Allein schon, was die Ausgestaltung der Protagonisten angeht mitsamt deren Partnern und Familie, zeigt Anheim wieder einmal auf, dass er sich mit Stereotypen und einfachen Strukturen nicht zufrieden gibt.

 

Knirschende Beziehungen neben erstaunlich stabilen Beziehungen bei allem Streit im Alltag, Betrug und Kinder, die lieber nachts aus dem Fenster steigen, als Familienabende zu verbringen, die Frage nach dem, was wirklich ist, wem man wann vertrauen kann und das manches nicht so ist, wie es zunächst erscheint, dies ist das Motiv, dass sich vom Beziehungsleben der Figuren mühelos auf den Fall, besser gesagt zunächst die Fälle, überträgt.

 

Nicht immer einfach ist es für den Leser, den Überblick zu wahren. Wer nun genau wer ist und an welchem Fall er oder sie arbeitet, welcher Täter für welches Vergehen schuldig sein könnte und was eigentlich hinter all dem steckt.

 

Denn die verschiedenen Erzählfäden sind durchaus miteinander verbunden. Wie aber, das wird erst zum Ende hin des Buches mit dem ein oder anderen Indiz, der ein oder anderen Erkenntnis näher beleuchtet.

 

Zuvor schreibt ein Mann einen letzten Brief an seine Geliebte auf einem Gefangenentransport im Nahen Osten. Findet sich eine junge Frau, die nur zu einer Fruchtbarkeitsuntersuchung im Krankenhaus erscheint, festgeschnallt auf einem Operationstisch wieder und wird künstlich ernährt.
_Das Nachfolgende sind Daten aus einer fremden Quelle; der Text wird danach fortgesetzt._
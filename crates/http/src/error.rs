//! Error handling for the Bookly HTTP layer

use axum::{
    http::StatusCode,
    response::{IntoResponse, Response},
    Json,
};
use serde::Serialize;
use serde_json::json;
use thiserror::Error;
use time::OffsetDateTime;
use uuid::Uuid;

/// Standard error response format for all HTTP errors
#[derive(Debug, Serialize)]
pub struct ErrorBody {
    pub details: Vec<serde_json::Value>,
    pub message: String,
    pub code: String,
    pub trace_id: String,
    pub timestamp: String,
}

/// Application error types that map to HTTP responses
#[derive(Error, Debug)]
pub enum AppError {
    #[error("validation error: {message}")]
    Validation {
        details: Vec<serde_json::Value>,
        code: String,
        message: String,
    },

    #[error("conflict: {message}")]
    Conflict {
        details: Vec<serde_json::Value>,
        code: String,
        message: String,
    },

    #[error("not found: {message}")]
    NotFound { message: String, code: String },

    #[error("unauthorized: {message}")]
    Unauthorized { message: String, code: String },

    #[error("forbidden: {message}")]
    Forbidden { message: String, code: String },

    #[error("bad request: {message}")]
    BadRequest { message: String, code: String },

    #[error(transparent)]
    Internal(#[from] anyhow::Error),
}

impl AppError {
    /// Create a validation error
    pub fn validation(details: Vec<serde_json::Value>, message: impl Into<String>) -> Self {
        Self::Validation {
            details,
            code: "validation_error".to_string(),
            message: message.into(),
        }
    }

    /// Create a conflict error
    pub fn conflict(details: Vec<serde_json::Value>, message: impl Into<String>) -> Self {
        Self::Conflict {
            details,
            code: "conflict".to_string(),
            message: message.into(),
        }
    }

    /// Create a not found error
    pub fn not_found(message: impl Into<String>) -> Self {
        Self::NotFound {
            message: message.into(),
            code: "not_found".to_string(),
        }
    }

    /// Create an unauthorized error
    pub fn unauthorized(message: impl Into<String>) -> Self {
        Self::Unauthorized {
            message: message.into(),
            code: "unauthorized".to_string(),
        }
    }

    /// Create a forbidden error
    pub fn forbidden(message: impl Into<String>) -> Self {
        Self::Forbidden {
            message: message.into(),
            code: "forbidden".to_string(),
        }
    }

    /// Create a bad request error
    pub fn bad_request(message: impl Into<String>) -> Self {
        Self::BadRequest {
            message: message.into(),
            code: "bad_request".to_string(),
        }
    }

    /// Map schema validation failures onto the standard 422 envelope,
    /// one `{field, error}` entry per failed rule.
    pub fn from_validation_errors(errors: &validator::ValidationErrors) -> Self {
        let mut details = Vec::new();
        for (field, field_errors) in errors.field_errors() {
            for error in field_errors {
                details.push(json!({
                    "field": field,
                    "error": error.code.clone(),
                }));
            }
        }

        Self::validation(details, "request body failed schema validation")
    }
}

impl IntoResponse for AppError {
    fn into_response(self) -> Response {
        let error_id = Uuid::new_v4();
        let timestamp = OffsetDateTime::now_utc().to_string();

        let (status, error_code, message, details) = match self {
            AppError::Validation {
                details,
                code,
                message,
            } => (
                StatusCode::UNPROCESSABLE_ENTITY,
                code,
                message,
                Some(details),
            ),
            AppError::Conflict {
                details,
                code,
                message,
            } => (StatusCode::CONFLICT, code, message, Some(details)),
            AppError::NotFound { message, code } => (StatusCode::NOT_FOUND, code, message, None),
            AppError::Unauthorized { message, code } => {
                (StatusCode::UNAUTHORIZED, code, message, None)
            }
            AppError::Forbidden { message, code } => (StatusCode::FORBIDDEN, code, message, None),
            AppError::BadRequest { message, code } => {
                (StatusCode::BAD_REQUEST, code, message, None)
            }
            AppError::Internal(e) => (
                StatusCode::INTERNAL_SERVER_ERROR,
                "internal_error".to_string(),
                e.to_string(),
                None,
            ),
        };

        tracing::error!(
            error_id = %error_id,
            error_code = %error_code,
            status_code = %status.as_u16(),
            "Request error"
        );

        // In production, we might want to hide internal error details
        let message = if cfg!(not(debug_assertions)) && status == StatusCode::INTERNAL_SERVER_ERROR
        {
            "An internal server error occurred".to_string()
        } else {
            message
        };

        let error_response = json!({
            "error": {
                "code": error_code,
                "message": message,
                "details": details.unwrap_or_default(),
                "trace_id": error_id.to_string(),
                "timestamp": timestamp
            }
        });

        (status, Json(error_response)).into_response()
    }
}

#[cfg(test)]
mod tests {
    use super::*;
    use axum::http::StatusCode;
    use validator::Validate;

    #[test]
    fn test_validation_error() {
        let details = vec![serde_json::json!({"field": "title", "error": "length"})];
        let error = AppError::validation(details.clone(), "Validation failed");

        match error {
            AppError::Validation {
                details: d,
                code,
                message,
            } => {
                assert_eq!(d, details);
                assert_eq!(code, "validation_error");
                assert_eq!(message, "Validation failed");
            }
            _ => panic!("Expected Validation error"),
        }
    }

    #[test]
    fn test_error_response_mapping() {
        let error = AppError::not_found("Resource not found");
        let response = error.into_response();
        assert_eq!(response.status(), StatusCode::NOT_FOUND);
    }

    #[test]
    fn test_internal_error_mapping() {
        let internal_error = anyhow::anyhow!("Mail provider unreachable");
        let error = AppError::Internal(internal_error);
        let response = error.into_response();
        assert_eq!(response.status(), StatusCode::INTERNAL_SERVER_ERROR);
    }

    #[test]
    fn test_validator_errors_become_422_details() {
        #[derive(Validate)]
        struct Payload {
            #[validate(length(min = 1))]
            title: String,
        }

        let payload = Payload {
            title: String::new(),
        };
        let errors = payload.validate().unwrap_err();
        let error = AppError::from_validation_errors(&errors);

        match &error {
            AppError::Validation { details, .. } => {
                assert_eq!(details.len(), 1);
                assert_eq!(details[0]["field"], "title");
            }
            _ => panic!("Expected Validation error"),
        }

        let response = error.into_response();
        assert_eq!(response.status(), StatusCode::UNPROCESSABLE_ENTITY);
    }
}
In dieser dunklen Halle hinter dem Rolltor. Findet ein bekannter Moderator seine Ehefrau grässlich zugerichtet tot im Bett (nicht die einzige Szene im Buch, die in ihrer Ausgestaltung für nachhaltige Gänsehaut sorgt).

 

Währenddessen der schwedische Kommissar Fabian Risk diskret, aber mit aller Kraft einen buchstäblich „einfach so“ verschwundenen Minister sucht, seine Kollegin Malin unterstützt, so gut es geht (hochschwanger, wie sie ist) und seine (ihm unbekannte) dänische Kollegin Dunja dem Mord an besagter Ehefrau des Fernsehprominenten nachgeht (und dabei gleich auf der Suche nach diesem selbst sich befindet).

 

Fälle, die in sich zusammenhängen werden. Fälle, auf deren Ermittlungsweg eine ganze Reihe von Toten und Morden nach warten werden, Fälle, die in die Vergangenheit zurückreichen und eine ganz besonders abscheuliche Form „medizinischer Geschäfte“ ebenso aufdecken werden, wie die in Leben gerufenen Fantasien so manch verstörter Mitmenschen, die von aufwendig angespitzten Zähnen im eigenen Mund träumen.

 

An manchen Stellen werden die Ereignisse ein stückweit zu verworren, die ein oder andere „Begegnung“ (mit der Putzfrau im Krankenhaus oder dem Auffinden einer bestimmten Wohnung durch einen Zahnarztspiegel) wirken zu konstruiert in ihren plötzlichen Erkenntnissen und das Ende zieht sich doch ein stückweit zu lang dahin, um durchgehend die Spannung aufrecht zu erhalten.

 

Im Gesamten aber ein unterhaltsamer, klug angelegter Kriminalroman, der mit intensiv geschilderten Szenen dem Leser die Angst und das Entsetzen mancher der Figuren hautnah überträgt und, vor allem, das fassungslose Gefühl zurücklässt, dass es genau das geben könnte, was Ahnheim als wahren Hintergrund herausarbeitet.